With the writing process, publishing, and peer review on my mind from last class, I decided to think about the early stages of the prestige/reputation economy and went to the American Sociological Association website. Of the ASA’s annual awards, including teaching and career accomplishment awards as well as more outward-facing awards for public sociology and social reporting, I was drawn to the Dissertation Award as a way to explore the language of peer review and evaluation. The submissions instructions prove to be fairly detailed, but the selection criteria, not so much:
“The ASA Dissertation Award honors the ASA members’ best PhD dissertation from among those submitted by advisers and mentors in the discipline. Dissertations from PhD recipients with degrees awarded in the current year, will be eligible for consideration for the following year’s award. (e.g. PhD recipients with degrees awarded in the 2018 calendar year will be eligible for consideration for the 2019 ASA Dissertation Award.)”

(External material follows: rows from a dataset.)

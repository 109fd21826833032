//! djiki Persistence Layer
//!
//! Infrastructure layer providing revision store implementations.
//! This crate implements the `RevisionStore` interface defined in `djiki-domain`.
//!
//! ## Architecture
//!
//! ```text
//! ┌──────────────────────────────────────────┐
//! │           Infrastructure Layer           │
//! │  memory/                                 │
//! │  InMemoryRevisionStore                   │
//! └──────────────────────────────────────────┘
//!                     ▲
//!                     │ implements
//!                     ▼
//! ┌──────────────────────────────────────────┐
//! │              Domain Layer                │
//! │  RevisionStore                           │
//! └──────────────────────────────────────────┘
//! ```
//!
//! ## Usage
//!
//! ```
//! use djiki_domain::RevisionStore;
//! use djiki_persistence::InMemoryRevisionStore;
//! use std::sync::Arc;
//!
//! let store: Arc<dyn RevisionStore> = Arc::new(InMemoryRevisionStore::new());
//! ```

pub mod memory;

pub use memory::InMemoryRevisionStore;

To get more information about this particular prize, I pulled the press releases for each award decision from 2008-2018 to give me information about the 13 dissertations (counting two years with joint winners and not counting years that included an honorable mention), and put the body of each release into a separate PDF. With much cleaner documents to run through Voyant, I uploaded all 13 at the same time and started to dig in. I was curious to see if the language of these press releases betrayed some logic or reasoning behind the language of the selection criteria. I hypothesized that each press release would include some mention of timeliness and/or novelty (why this particular research mattered to the field at the time and/or why the method contributed something to a subfield or entire field) and that the results in Voyant would show this language accordingly.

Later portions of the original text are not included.